The Reason Why

How many times have you heard people say something like: I don’t know why people… add in your verbs of choice here.

Using the Global warming debate, Yale did a study to find out why people remain so divided. Is it because they don’t understand the science? Can’t do the math?

The study published in the journal Nature Climate Change asks the question: If Americans knew more basic science and were more proficient in technical reasoning, would public consensus match scientific consensus? The study suggests the answer is: no

I suppose this studies information could account for any number of cultural divides that would seem to be resolved by facts and good information.

Funded by the National Science Foundation, the study was conducted by researchers associated with the Cultural Cognition Project at Yale Law School and involved a nationally representative sample of 1500 U.S. adults.

“The aim of the study was to test two hypotheses,” said Dan Kahan, Elizabeth K. Dollard Professor of Law and Professor of Psychology at Yale Law School and a member of the study team. “The first attributes political controversy over climate change to the public’s limited ability to comprehend science, and the second, to opposing sets of cultural values. The findings supported the second hypothesis and not the first,” he said.

That seems to say it is not what you know but who you know. That would certainly be true of the drama in Second Life. The amazing part is the more capable one is of technical reasoning the more likely one is to be able to spin the data to match their groups agenda and actually do the spin without noticing. One of those lacks of self awareness things.

See: Reference

Obviously, the answer to life, the universe, and everything still stands as: 42.

5 thoughts on “The Reason Why

  1. Now this is a very interesting result for such a study since … speaking form outside of the US … there are many commants about the poor state of scientific education, religious sect like behaviour, bible-belters and creationists that impact on the ability to get into scientific topics. Now of course that is not the whole picture and while such people would defintevly see it as a cultural thing to decide one way and not another I am surprised that it seems like that the second hypothesis is indeed the one that seem to have been proven by the study. I would have expected that msot people would rather say that the complexity of the science and the different influences that have all their effects would be hard to get into and have an impact on the abiltiy of decission making.

    On the other hand, the result would show (or might show since I have not read the study and can’t know all the results it produced) that generally people are well informed and jsut chose not to be convinced sticking by what they beleive in even when it might be totally against any fact presented to them.

    It is like the saying about statistics .. that the only statistics one has to beleive in is the one that was set up and falsified by themselves. I think, by now many people just choose to mistrust any data presented to them thinking that the one trying to convince them of something they have not beleived in from the start must be up to something sinister.
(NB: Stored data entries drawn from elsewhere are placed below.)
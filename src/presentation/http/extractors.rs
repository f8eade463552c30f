//! Custom Extractors
//!
//! Axum extractors whose rejections are rendered as the standard error
//! envelope instead of axum's plain-text defaults.

use axum::{
    extract::{rejection::JsonRejection, FromRequest, FromRequestParts, Path, Request},
    http::request::Parts,
    Json,
};
use serde::de::DeserializeOwned;
use validator::Validate;

use crate::shared::error::AppError;
use crate::shared::validation::validate;

/// Numeric resource ID taken from the single path parameter.
#[derive(Debug, Clone, Copy)]
pub struct Id(pub i64);

impl<S> FromRequestParts<S> for Id
where
    S: Send + Sync,
{
    type Rejection = AppError;

    async fn from_request_parts(parts: &mut Parts, state: &S) -> Result<Self, Self::Rejection> {
        let Path(raw) = Path::<String>::from_request_parts(parts, state)
            .await
            .map_err(|e| AppError::BadRequest(e.body_text()))?;

        raw.parse::<i64>()
            .map(Id)
            .map_err(|_| AppError::BadRequest(format!("Invalid ID: {}", raw)))
    }
}

/// JSON body that has been deserialized and passed its `Validate` rules.
#[derive(Debug, Clone)]
pub struct ValidatedJson<T>(pub T);

impl<S, T> FromRequest<S> for ValidatedJson<T>
where
    S: Send + Sync,
    T: DeserializeOwned + Validate,
{
    type Rejection = AppError;

    async fn from_request(req: Request, state: &S) -> Result<Self, Self::Rejection> {
        let Json(body) = Json::<T>::from_request(req, state)
            .await
            .map_err(|e: JsonRejection| AppError::BadRequest(e.body_text()))?;

        validate(&body)?;

        Ok(Self(body))
    }
}
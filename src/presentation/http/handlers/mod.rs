//! HTTP Handlers
//!
//! Request handlers for all HTTP endpoints.

pub mod attendance;
pub mod clubs;
pub mod health;
pub mod members;
pub mod memberships;
pub mod trainers;
pub mod workouts;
    The explanation might be in the often lacking abiltiy of people to adopt to new ideas especially when they radically challenge what they beleived into before .. so then those things said people would have adopted as their cultural values would kick in and make them scream ‘heresy! evil! burn it!’ ( ;P ) no matter what kind of data and logical reasoning stood behind the new beleive challenging idea.

    The old problem of knowledge (science that challengs old ideas and brings in new ones) vs. believing (long lasting system of things that are ‘known’ and repeated from one person to another until they morph into ‘values’). Now of course there is a balance needed between both (knowledge vs. wisdom) but I often have the feeling that way too often ‘values’ are not much more then a excue to block out things that are difficult, dangerous or require acting. Or are just new …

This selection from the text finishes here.